Again, this is a basic disconnect in what the government planned to achieve through demonetisation and what it eventually did. No effort has been made to correct this disconnect.

c) The government has still not offered a good explanation of what prompted it to demonetise. There has been no similar decision taken by any other country in a stable financial situation like India currently is, in the modern era. The best that the government has done is blamed it on the RBI. As Meghwal told the Lok Sabha in early February 2017: “RBI held a meeting of its Central Board on November 8, 2016. The agenda of the meeting, inter-alia, included the item: “Memorandum on existing banknotes in the denomination of Rs 500 and Rs 1000 – Legal Tender Status.””
Anybody who has studied the history of the RBI would know that the RBI would never take such an extreme step without extreme pressure from the government.

d) Other than eliminating black money and fake currency notes through demonetisation, in the aftermath of demonetisation, the government wanted to promote cashless transactions. As Modi said in the November 2016 edition of themann ki baat radio programme: “The great task that the country wants to accomplish today is the realisation of our dream of a ‘Cashless Society’. It is true that a hundred percent cashless society is not possible. But why should India not make a beginning in creating a ‘less-cash society’? Once we embark on our journey to create a ‘less-cash society’, the goal of ‘cashless society’ will not remain very far.”

How are things looking on that front? Look at the following table. It shows the volume of digital transactions over the last few months.
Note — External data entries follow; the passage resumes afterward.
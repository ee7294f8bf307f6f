//! Canonical binary decoder for record values.

use crate::error::{CodecError, CodecResult};
use crate::value::{Object, Value};
use std::cmp::Ordering;

/// Decode a value from CBOR bytes.
///
/// The whole input must be consumed by exactly one value.
///
/// # Errors
///
/// Returns an error if the bytes are not valid canonical CBOR, use
/// constructs records never contain (byte strings, non-text object keys),
/// or have trailing data.
pub fn from_cbor(bytes: &[u8]) -> CodecResult<Value> {
    let mut decoder = CanonicalDecoder::new(bytes);
    let value = decoder.decode()?;
    if !decoder.is_empty() {
        return Err(CodecError::invalid_structure(format!(
            "{} trailing bytes after value",
            decoder.remaining().len()
        )));
    }
    Ok(value)
}

/// A canonical CBOR decoder.
///
/// This decoder validates that input follows canonical CBOR rules
/// and rejects forbidden constructs.
pub struct CanonicalDecoder<'a> {
    data: &'a [u8],
    pos: usize,
    depth: usize,
}

/// Maximum allowed element count for arrays and objects.
const MAX_CONTAINER_ELEMENTS: u64 = 16 * 1024 * 1024;

/// Maximum allowed string length.
const MAX_TEXT_LENGTH: u64 = 256 * 1024 * 1024;

/// Maximum nesting of arrays and objects, on both encode and decode.
pub const MAX_DEPTH: usize = 128;

impl<'a> CanonicalDecoder<'a> {
    /// Create a new decoder for the given bytes.
    pub fn new(data: &'a [u8]) -> Self {
        Self {
            data,
            pos: 0,
            depth: 0,
        }
    }

    /// Decode the next value.
    pub fn decode(&mut self) -> CodecResult<Value> {
        let initial_byte = self.read_byte()?;
        let major_type = initial_byte >> 5;
        let additional_info = initial_byte & 0x1f;

        match major_type {
            0 => {
                let n = self.decode_unsigned(additional_info)?;
                i64::try_from(n)
                    .map(Value::Integer)
                    .map_err(|_| CodecError::IntegerOverflow)
            }
            1 => {
                // Negative integer: value is -(n+1)
                let n = self.decode_unsigned(additional_info)?;
                i64::try_from(n)
                    .map(|n| Value::Integer(-n - 1))
                    .map_err(|_| CodecError::IntegerOverflow)
            }
            2 => Err(CodecError::unsupported_type("byte string")),
            3 => self.decode_text(additional_info).map(Value::Text),
            4 => self.nested(|d| d.decode_array(additional_info)),
            5 => self.nested(|d| d.decode_object(additional_info)),
            6 => Err(CodecError::unsupported_type("tagged value")),
            7 => self.decode_simple(additional_info),
            _ => Err(CodecError::invalid_structure("invalid major type")),
        }
    }

    /// Check if all bytes have been consumed.
    pub fn is_empty(&self) -> bool {
        self.pos >= self.data.len()
    }

    /// Get remaining bytes.
    pub fn remaining(&self) -> &[u8] {
        &self.data[self.pos..]
    }

    fn nested<F>(&mut self, f: F) -> CodecResult<Value>
    where
        F: FnOnce(&mut Self) -> CodecResult<Value>,
    {
        if self.depth >= MAX_DEPTH {
            return Err(CodecError::TooDeep {
                max_depth: MAX_DEPTH,
            });
        }
        self.depth += 1;
        let result = f(self);
        self.depth -= 1;
        result
    }

    #[inline]
    fn read_byte(&mut self) -> CodecResult<u8> {
        let byte = *self.data.get(self.pos).ok_or(CodecError::UnexpectedEof)?;
        self.pos += 1;
        Ok(byte)
    }

    #[inline]
    fn read_bytes(&mut self, len: usize) -> CodecResult<&'a [u8]> {
        let end = self
            .pos
            .checked_add(len)
            .filter(|end| *end <= self.data.len())
            .ok_or(CodecError::UnexpectedEof)?;
        let bytes = &self.data[self.pos..end];
        self.pos = end;
        Ok(bytes)
    }

    fn read_array<const N: usize>(&mut self) -> CodecResult<[u8; N]> {
        let bytes = self.read_bytes(N)?;
        let mut out = [0u8; N];
        out.copy_from_slice(bytes);
        Ok(out)
    }

    fn decode_unsigned(&mut self, additional_info: u8) -> CodecResult<u64> {
        let non_canonical =
            || CodecError::invalid_structure("non-canonical: value could be encoded in fewer bytes");

        match additional_info {
            0..=23 => Ok(u64::from(additional_info)),
            24 => {
                let byte = self.read_byte()?;
                if byte < 24 {
                    return Err(non_canonical());
                }
                Ok(u64::from(byte))
            }
            25 => {
                let value = u16::from_be_bytes(self.read_array()?);
                if u8::try_from(value).is_ok() {
                    return Err(non_canonical());
                }
                Ok(u64::from(value))
            }
            26 => {
                let value = u32::from_be_bytes(self.read_array()?);
                if u16::try_from(value).is_ok() {
                    return Err(non_canonical());
                }
                Ok(u64::from(value))
            }
            27 => {
                let value = u64::from_be_bytes(self.read_array()?);
                if u32::try_from(value).is_ok() {
                    return Err(non_canonical());
                }
                Ok(value)
            }
            31 => Err(CodecError::IndefiniteLengthForbidden),
            _ => Err(CodecError::invalid_structure("reserved additional info")),
        }
    }

    fn decode_length(&mut self, additional_info: u8, max_allowed: u64) -> CodecResult<usize> {
        let claimed = self.decode_unsigned(additional_info)?;
        if claimed > max_allowed {
            return Err(CodecError::SizeLimitExceeded {
                claimed,
                max_allowed,
            });
        }
        usize::try_from(claimed).map_err(|_| CodecError::SizeLimitExceeded {
            claimed,
            max_allowed,
        })
    }

    fn decode_text(&mut self, additional_info: u8) -> CodecResult<String> {
        let len = self.decode_length(additional_info, MAX_TEXT_LENGTH)?;
        let bytes = self.read_bytes(len)?;
        let text = std::str::from_utf8(bytes).map_err(|_| CodecError::InvalidUtf8)?;
        Ok(text.to_string())
    }

    fn decode_array(&mut self, additional_info: u8) -> CodecResult<Value> {
        let len = self.decode_length(additional_info, MAX_CONTAINER_ELEMENTS)?;
        // Every element takes at least one byte, so cap the reservation.
        let mut items = Vec::with_capacity(len.min(self.remaining().len()));
        for _ in 0..len {
            items.push(self.decode()?);
        }
        Ok(Value::Array(items))
    }

    fn decode_object(&mut self, additional_info: u8) -> CodecResult<Value> {
        let len = self.decode_length(additional_info, MAX_CONTAINER_ELEMENTS)?;
        let mut fields = Object::new();
        let mut prev_key: Option<String> = None;

        for _ in 0..len {
            let key_byte = self.read_byte()?;
            if key_byte >> 5 != 3 {
                return Err(CodecError::invalid_structure("object key is not text"));
            }
            let key = self.decode_text(key_byte & 0x1f)?;

            // Keys must be strictly increasing in (length, bytes) order.
            if let Some(prev) = &prev_key {
                if compare_keys(prev, &key) != Ordering::Less {
                    return Err(CodecError::invalid_structure(
                        "non-canonical: object keys not in sorted order",
                    ));
                }
            }

            let value = self.decode()?;
            fields.insert(key.clone(), value);
            prev_key = Some(key);
        }

        Ok(Value::Object(fields))
    }

    fn decode_simple(&mut self, additional_info: u8) -> CodecResult<Value> {
        match additional_info {
            20 => Ok(Value::Bool(false)),
            21 => Ok(Value::Bool(true)),
            22 => Ok(Value::Null),
            26 => {
                let bits = u32::from_be_bytes(self.read_array()?);
                Ok(Value::Float(f64::from(f32::from_bits(bits))))
            }
            27 => {
                let x = f64::from_bits(u64::from_be_bytes(self.read_array()?));
                if x.is_nan() {
                    return Err(CodecError::NaNForbidden);
                }
                Ok(Value::Float(x))
            }
            25 => Err(CodecError::unsupported_type("half-precision float")),
            31 => Err(CodecError::invalid_structure("break without indefinite")),
            _ => Err(CodecError::unsupported_type(format!(
                "simple value {additional_info}"
            ))),
        }
    }
}

fn compare_keys(a: &str, b: &str) -> Ordering {
    a.len()
        .cmp(&b.len())
        .then_with(|| a.as_bytes().cmp(b.as_bytes()))
}

#[cfg(test)]
mod tests {
    use super::*;
    use crate::encoder::to_canonical_cbor;

    #[test]
    fn decode_simple_values() {
        assert_eq!(from_cbor(&[0xf6]).unwrap(), Value::Null);
        assert_eq!(from_cbor(&[0xf4]).unwrap(), Value::Bool(false));
        assert_eq!(from_cbor(&[0xf5]).unwrap(), Value::Bool(true));
    }

    #[test]
    fn decode_integers() {
        assert_eq!(from_cbor(&[0x17]).unwrap(), Value::Integer(23));
        assert_eq!(from_cbor(&[0x18, 255]).unwrap(), Value::Integer(255));
        assert_eq!(from_cbor(&[0x19, 0x01, 0x00]).unwrap(), Value::Integer(256));
        assert_eq!(from_cbor(&[0x20]).unwrap(), Value::Integer(-1));
        assert_eq!(from_cbor(&[0x38, 99]).unwrap(), Value::Integer(-100));
    }

    #[test]
    fn decode_non_canonical_integer_rejected() {
        // 5 encoded with a one-byte argument
        assert!(matches!(
            from_cbor(&[0x18, 5]),
            Err(CodecError::InvalidStructure { .. })
        ));
    }

    #[test]
    fn decode_integer_overflow() {
        let mut bytes = vec![0x1b];
        bytes.extend_from_slice(&u64::MAX.to_be_bytes());
        assert_eq!(from_cbor(&bytes), Err(CodecError::IntegerOverflow));
    }

    #[test]
    fn decode_double() {
        let mut bytes = vec![0xfb];
        bytes.extend_from_slice(&2.5f64.to_bits().to_be_bytes());
        assert_eq!(from_cbor(&bytes).unwrap(), Value::Float(2.5));
    }

    #[test]
    fn decode_byte_string_rejected() {
        assert!(matches!(
            from_cbor(&[0x41, 0x00]),
            Err(CodecError::UnsupportedType { .. })
        ));
    }

    #[test]
    fn decode_unsorted_keys_rejected() {
        // {"b": 1, "a": 2}
        let bytes = [0xa2, 0x61, b'b', 0x01, 0x61, b'a', 0x02];
        assert!(matches!(
            from_cbor(&bytes),
            Err(CodecError::InvalidStructure { .. })
        ));
    }

    #[test]
    fn decode_duplicate_keys_rejected() {
        let bytes = [0xa2, 0x61, b'a', 0x01, 0x61, b'a', 0x02];
        assert!(from_cbor(&bytes).is_err());
    }

    #[test]
    fn decode_non_text_key_rejected() {
        let bytes = [0xa1, 0x01, 0x02];
        assert!(matches!(
            from_cbor(&bytes),
            Err(CodecError::InvalidStructure { .. })
        ));
    }

    #[test]
    fn decode_truncated() {
        assert_eq!(from_cbor(&[]), Err(CodecError::UnexpectedEof));
        assert_eq!(from_cbor(&[0x63, b'a']), Err(CodecError::UnexpectedEof));
    }

    #[test]
    fn decode_trailing_bytes_rejected() {
        assert!(matches!(
            from_cbor(&[0x01, 0x02]),
            Err(CodecError::InvalidStructure { .. })
        ));
    }

    #[test]
    fn decode_indefinite_rejected() {
        assert_eq!(
            from_cbor(&[0x9f, 0xff]),
            Err(CodecError::IndefiniteLengthForbidden)
        );
    }

    #[test]
    fn decode_depth_limited() {
        let bytes = vec![0x81; MAX_DEPTH + 1];
        assert_eq!(
            from_cbor(&bytes),
            Err(CodecError::TooDeep {
                max_depth: MAX_DEPTH
            })
        );
    }

    #[test]
    fn roundtrip_record() {
        let value = Value::object([
            ("name", Value::from("Alice")),
            ("age", Value::Integer(30)),
            ("score", Value::Float(-0.25)),
            ("tags", Value::from(vec!["a", "b"])),
            (
                "address",
                Value::object([("city", Value::from("Oslo")), ("zip", Value::Null)]),
            ),
        ]);
        let bytes = to_canonical_cbor(&value).unwrap();
        assert_eq!(from_cbor(&bytes).unwrap(), value);
    }
}
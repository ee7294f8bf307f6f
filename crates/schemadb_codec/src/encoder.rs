//! Canonical binary encoder for record values.

use crate::decoder::MAX_DEPTH;
use crate::error::{CodecError, CodecResult};
use crate::value::{Object, Value};

/// Encode a value to canonical CBOR bytes.
///
/// The output is deterministic, following the canonical CBOR rules of
/// RFC 8949 Section 4.2.1:
/// - Object keys are sorted by their encoded form (length-first, then bytewise)
/// - Integers use the shortest possible encoding
/// - Floats are always written as 64-bit doubles
/// - No indefinite-length encoding
///
/// # Errors
///
/// Returns an error if the value contains a NaN or nests arrays and
/// objects deeper than [`MAX_DEPTH`].
pub fn to_canonical_cbor(value: &Value) -> CodecResult<Vec<u8>> {
    let mut encoder = CanonicalEncoder::new();
    encoder.encode(value)?;
    Ok(encoder.into_bytes())
}

/// A canonical CBOR encoder.
pub struct CanonicalEncoder {
    buffer: Vec<u8>,
    depth: usize,
}

impl CanonicalEncoder {
    /// Create a new encoder.
    pub fn new() -> Self {
        Self {
            buffer: Vec::new(),
            depth: 0,
        }
    }

    /// Create a new encoder with the specified capacity.
    pub fn with_capacity(capacity: usize) -> Self {
        Self {
            buffer: Vec::with_capacity(capacity),
            depth: 0,
        }
    }

    /// Encode a value.
    pub fn encode(&mut self, value: &Value) -> CodecResult<()> {
        match value {
            Value::Null => {
                self.buffer.push(0xf6);
                Ok(())
            }
            Value::Bool(b) => {
                self.buffer.push(if *b { 0xf5 } else { 0xf4 });
                Ok(())
            }
            Value::Integer(n) => {
                self.encode_integer(*n);
                Ok(())
            }
            Value::Float(x) => self.encode_float(*x),
            Value::Text(s) => {
                self.encode_text(s);
                Ok(())
            }
            Value::Array(items) => self.nested(|e| e.encode_array(items)),
            Value::Object(fields) => self.nested(|e| e.encode_object(fields)),
        }
    }

    /// Consume this encoder and return the encoded bytes.
    pub fn into_bytes(self) -> Vec<u8> {
        self.buffer
    }

    /// Get a reference to the encoded bytes.
    pub fn as_bytes(&self) -> &[u8] {
        &self.buffer
    }

    fn nested<F>(&mut self, f: F) -> CodecResult<()>
    where
        F: FnOnce(&mut Self) -> CodecResult<()>,
    {
        if self.depth >= MAX_DEPTH {
            return Err(CodecError::TooDeep {
                max_depth: MAX_DEPTH,
            });
        }
        self.depth += 1;
        let result = f(self);
        self.depth -= 1;
        result
    }

    #[allow(clippy::cast_sign_loss)]
    fn encode_integer(&mut self, n: i64) {
        if n >= 0 {
            self.encode_unsigned(0, n as u64);
        } else {
            // CBOR negative integers encode -(n+1).
            let abs_minus_one = (-(n + 1)) as u64;
            self.encode_unsigned(1, abs_minus_one);
        }
    }

    fn encode_float(&mut self, x: f64) -> CodecResult<()> {
        if x.is_nan() {
            return Err(CodecError::NaNForbidden);
        }
        self.buffer.push(0xfb);
        self.buffer.extend_from_slice(&x.to_bits().to_be_bytes());
        Ok(())
    }

    #[allow(clippy::cast_possible_truncation)]
    fn encode_unsigned(&mut self, major_type: u8, value: u64) {
        let mt = major_type << 5;

        if value < 24 {
            self.buffer.push(mt | (value as u8));
        } else if u8::try_from(value).is_ok() {
            self.buffer.push(mt | 24);
            self.buffer.push(value as u8);
        } else if u16::try_from(value).is_ok() {
            self.buffer.push(mt | 25);
            self.buffer.extend_from_slice(&(value as u16).to_be_bytes());
        } else if u32::try_from(value).is_ok() {
            self.buffer.push(mt | 26);
            self.buffer.extend_from_slice(&(value as u32).to_be_bytes());
        } else {
            self.buffer.push(mt | 27);
            self.buffer.extend_from_slice(&value.to_be_bytes());
        }
    }

    fn encode_text(&mut self, text: &str) {
        self.encode_unsigned(3, text.len() as u64);
        self.buffer.extend_from_slice(text.as_bytes());
    }

    fn encode_array(&mut self, items: &[Value]) -> CodecResult<()> {
        self.encode_unsigned(4, items.len() as u64);
        for item in items {
            self.encode(item)?;
        }
        Ok(())
    }

    fn encode_object(&mut self, fields: &Object) -> CodecResult<()> {
        // Text keys encode as header + UTF-8 bytes, so (length, bytes) order
        // of the raw key equals the order of the encoded key.
        let mut sorted: Vec<(&String, &Value)> = fields.iter().collect();
        sorted.sort_by(|a, b| {
            a.0.len()
                .cmp(&b.0.len())
                .then_with(|| a.0.as_bytes().cmp(b.0.as_bytes()))
        });

        self.encode_unsigned(5, sorted.len() as u64);
        for (key, value) in sorted {
            self.encode_text(key);
            self.encode(value)?;
        }
        Ok(())
    }
}

impl Default for CanonicalEncoder {
    fn default() -> Self {
        Self::new()
    }
}

#[cfg(test)]
mod tests {
    use super::*;

    #[test]
    fn encode_simple_values() {
        assert_eq!(to_canonical_cbor(&Value::Null).unwrap(), vec![0xf6]);
        assert_eq!(to_canonical_cbor(&Value::Bool(false)).unwrap(), vec![0xf4]);
        assert_eq!(to_canonical_cbor(&Value::Bool(true)).unwrap(), vec![0xf5]);
    }

    #[test]
    fn encode_integers_shortest_form() {
        assert_eq!(to_canonical_cbor(&Value::Integer(0)).unwrap(), vec![0x00]);
        assert_eq!(to_canonical_cbor(&Value::Integer(23)).unwrap(), vec![0x17]);
        assert_eq!(
            to_canonical_cbor(&Value::Integer(24)).unwrap(),
            vec![0x18, 24]
        );
        assert_eq!(
            to_canonical_cbor(&Value::Integer(256)).unwrap(),
            vec![0x19, 0x01, 0x00]
        );
        assert_eq!(to_canonical_cbor(&Value::Integer(-1)).unwrap(), vec![0x20]);
        assert_eq!(
            to_canonical_cbor(&Value::Integer(-100)).unwrap(),
            vec![0x38, 99]
        );
    }

    #[test]
    fn encode_float_as_double() {
        let bytes = to_canonical_cbor(&Value::Float(1.5)).unwrap();
        assert_eq!(bytes[0], 0xfb);
        assert_eq!(&bytes[1..], &1.5f64.to_bits().to_be_bytes());
    }

    #[test]
    fn encode_nan_rejected() {
        assert_eq!(
            to_canonical_cbor(&Value::Float(f64::NAN)),
            Err(CodecError::NaNForbidden)
        );
    }

    #[test]
    fn encode_text() {
        assert_eq!(
            to_canonical_cbor(&Value::from("abc")).unwrap(),
            vec![0x63, b'a', b'b', b'c']
        );
    }

    #[test]
    fn object_keys_length_first() {
        // "b" sorts before "aa" because shorter keys come first.
        let value = Value::object([("aa", Value::Integer(1)), ("b", Value::Integer(2))]);
        let bytes = to_canonical_cbor(&value).unwrap();
        assert_eq!(
            bytes,
            vec![0xa2, 0x61, b'b', 0x02, 0x62, b'a', b'a', 0x01]
        );
    }

    #[test]
    fn encoding_is_deterministic() {
        let a = Value::object([("x", Value::Integer(1)), ("y", Value::from("z"))]);
        let b = Value::object([("y", Value::from("z")), ("x", Value::Integer(1))]);
        assert_eq!(to_canonical_cbor(&a).unwrap(), to_canonical_cbor(&b).unwrap());
    }

    fn nested_arrays(levels: usize) -> Value {
        (0..levels).fold(Value::Integer(1), |inner, _| Value::Array(vec![inner]))
    }

    #[test]
    fn depth_limit_matches_decoder() {
        let bytes = to_canonical_cbor(&nested_arrays(MAX_DEPTH)).unwrap();
        assert!(crate::from_cbor(&bytes).is_ok());

        assert!(matches!(
            to_canonical_cbor(&nested_arrays(MAX_DEPTH + 1)),
            Err(CodecError::TooDeep { max_depth: MAX_DEPTH })
        ));
    }
}
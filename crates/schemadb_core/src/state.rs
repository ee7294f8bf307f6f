//! In-memory state of one database.

use crate::index::{IndexReport, PartialKeyIndex};
use crate::schema::SchemaDef;
use schemadb_codec::{RecordMap, Snapshot, Value};
use std::collections::BTreeMap;
use tracing::warn;

/// A stored record and its key.
#[derive(Debug, Clone, PartialEq)]
pub struct Record {
    /// The record's key.
    pub key: String,
    /// The record's fields, timestamps included.
    pub value: Value,
}

/// Schemas, records and partial-key indexes of one database.
///
/// Every schema has a record map and an index, even when it holds no
/// records. The index of a schema always covers exactly the keys of its
/// record map.
#[derive(Debug, Clone)]
pub struct DatabaseState {
    name: String,
    prefix_len: usize,
    schemas: BTreeMap<String, SchemaDef>,
    records: BTreeMap<String, RecordMap>,
    indexes: BTreeMap<String, PartialKeyIndex>,
    dirty: bool,
    unreadable: bool,
}

impl DatabaseState {
    /// Creates an empty database state.
    pub fn new(name: impl Into<String>, prefix_len: usize) -> Self {
        Self {
            name: name.into(),
            prefix_len,
            schemas: BTreeMap::new(),
            records: BTreeMap::new(),
            indexes: BTreeMap::new(),
            dirty: false,
            unreadable: false,
        }
    }

    /// Restores a database from a snapshot and rebuilds its indexes.
    ///
    /// Stored definitions were accepted when they were created, so they are
    /// re-read leniently. Records under a schema with no stored definition
    /// are kept under an empty definition.
    pub fn from_snapshot(name: impl Into<String>, snapshot: Snapshot, prefix_len: usize) -> Self {
        let mut state = Self::new(name, prefix_len);

        for (schema, definition) in &snapshot.schemas {
            state
                .schemas
                .insert(schema.clone(), SchemaDef::lenient(schema, definition));
        }

        for (schema, records) in snapshot.records {
            if !state.schemas.contains_key(&schema) {
                warn!(schema = %schema, "records stored without a schema definition");
                state
                    .schemas
                    .insert(schema.clone(), SchemaDef::lenient(&schema, ""));
            }
            state.records.insert(schema, records);
        }

        let names: Vec<String> = state.schemas.keys().cloned().collect();
        for schema in names {
            let records = state.records.entry(schema.clone()).or_default();
            let index = PartialKeyIndex::rebuild(prefix_len, records.keys());
            state.indexes.insert(schema, index);
        }
        state
    }

    /// Captures the state as a snapshot.
    pub fn to_snapshot(&self) -> Snapshot {
        Snapshot {
            records: self.records.clone(),
            schemas: self
                .schemas
                .iter()
                .map(|(name, def)| (name.clone(), def.definition().to_string()))
                .collect(),
        }
    }

    /// Database name.
    pub fn name(&self) -> &str {
        &self.name
    }

    /// Returns true if memory holds changes that have not been saved.
    pub fn is_dirty(&self) -> bool {
        self.dirty
    }

    pub(crate) fn set_dirty(&mut self, dirty: bool) {
        self.dirty = dirty;
    }

    /// Returns true if this database stands in for a stored snapshot that
    /// could not be read and is still in place. Such a state must not be
    /// saved until it is cleared.
    pub fn is_unreadable(&self) -> bool {
        self.unreadable
    }

    pub(crate) fn mark_unreadable(&mut self) {
        self.unreadable = true;
    }

    /// Inserts or redefines a schema. Existing records are kept as they are.
    pub fn upsert_schema(&mut self, def: SchemaDef) {
        let name = def.name().to_string();
        let prefix_len = self.prefix_len;
        self.records.entry(name.clone()).or_default();
        self.indexes
            .entry(name.clone())
            .or_insert_with(|| PartialKeyIndex::new(prefix_len));
        self.schemas.insert(name, def);
        self.dirty = true;
    }

    /// Looks up a schema.
    pub fn schema(&self, name: &str) -> Option<&SchemaDef> {
        self.schemas.get(name)
    }

    /// Schema names in sorted order.
    pub fn schema_names(&self) -> Vec<String> {
        self.schemas.keys().cloned().collect()
    }

    /// Records of a schema, by key.
    pub fn records(&self, schema: &str) -> Option<&RecordMap> {
        self.records.get(schema)
    }

    /// Stores a record under `key`, replacing any previous one.
    ///
    /// Returns the replaced value. The schema must exist.
    pub fn put(&mut self, schema: &str, key: &str, value: Value) -> Option<Value> {
        let prefix_len = self.prefix_len;
        let previous = self
            .records
            .entry(schema.to_string())
            .or_default()
            .insert(key.to_string(), value);
        self.indexes
            .entry(schema.to_string())
            .or_insert_with(|| PartialKeyIndex::new(prefix_len))
            .insert(key);
        self.dirty = true;
        previous
    }

    /// Fetches a record by its exact key.
    pub fn get(&self, schema: &str, key: &str) -> Option<&Value> {
        self.records.get(schema).and_then(|records| records.get(key))
    }

    /// Removes a record by its exact key.
    pub fn remove(&mut self, schema: &str, key: &str) -> Option<Value> {
        let removed = self.records.get_mut(schema)?.remove(key)?;
        if let Some(index) = self.indexes.get_mut(schema) {
            index.remove(key);
        }
        self.dirty = true;
        Some(removed)
    }

    /// Full keys of `schema` that start with `partial`, sorted.
    pub fn lookup(&self, schema: &str, partial: &str) -> Vec<String> {
        self.indexes
            .get(schema)
            .map(|index| index.lookup(partial))
            .unwrap_or_default()
    }

    /// The partial-key index of a schema.
    pub fn index(&self, schema: &str) -> Option<&PartialKeyIndex> {
        self.indexes.get(schema)
    }

    /// Drops every schema, record and index.
    ///
    /// A cleared state may overwrite an unreadable snapshot.
    pub fn clear(&mut self) {
        self.schemas.clear();
        self.records.clear();
        self.indexes.clear();
        self.dirty = true;
        self.unreadable = false;
    }

    /// Checks every schema's index against its record map.
    pub fn verify(&self) -> BTreeMap<String, IndexReport> {
        self.schemas
            .keys()
            .map(|schema| {
                let keys = self.records.get(schema).into_iter().flat_map(BTreeMap::keys);
                let report = match self.indexes.get(schema) {
                    Some(index) => index.verify(keys),
                    None => IndexReport {
                        dangling: Vec::new(),
                        missing: keys.cloned().collect(),
                    },
                };
                (schema.clone(), report)
            })
            .collect()
    }

    /// Number of records per schema.
    pub fn record_counts(&self) -> BTreeMap<String, usize> {
        self.schemas
            .keys()
            .map(|schema| {
                let count = self.records.get(schema).map_or(0, BTreeMap::len);
                (schema.clone(), count)
            })
            .collect()
    }

    #[cfg(test)]
    pub(crate) fn index_mut(&mut self, schema: &str) -> Option<&mut PartialKeyIndex> {
        self.indexes.get_mut(schema)
    }
}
MonthVolume of digital transactions (in million)
Nov-16671.5
Dec-16957.5
Jan-17870.4
Feb-17763.0
Mar-17893.9
Apr-17843.5

Source: Reserve Bank of India

While digital transactions picked up in December, they have fallen since then. The total number of digital transactions in April 2017 is higher than it was in November 2016. Nevertheless, it is worth asking, whether this jump of 25 per cent was really worth the trouble of demonetisation.

e) Falling digital transactions since December 2016 tell us that cash as a mode of payment is back in the system. There is another way this can be shown. Between November 2016 and February 2017, banks barely gave out any home loans. During the period, the banks gave out home loans worth Rs 8,851 crore. In March 2017, they gave out total home loans of Rs 39,952 crore, which was 4.5 times the home loans given out in the previous four months. It also amounted to 35 per cent of the home loans given out during the course of 2016-2017.

A major reason why people weren’t taking on home loans between November 2016 and February 2017 was demonetisation. There simply wasn’t enough currency going around. With this, the real estate transactions came to a standstill because without currency it wasn’t possible to fulfil the black part of the real estate transaction. Those who owned homes (builders and investors) were not ready to sell homes, without being paid for a certain part of the price, in black.

By March 2017, nearly three-fourths of the demonetised currency was replaced. This basically means that by March 2017, there was enough currency in the financial system for the black part of the real estate transactions to start happening all over again. Also, the Rs 2,000 note makes this even more convenient.

To conclude, six months after the declaration of demonetisation it is safe to say that demonetisation has failed to achieve what it set out to achieve i.e. if it set out to achieve anything on the economic front.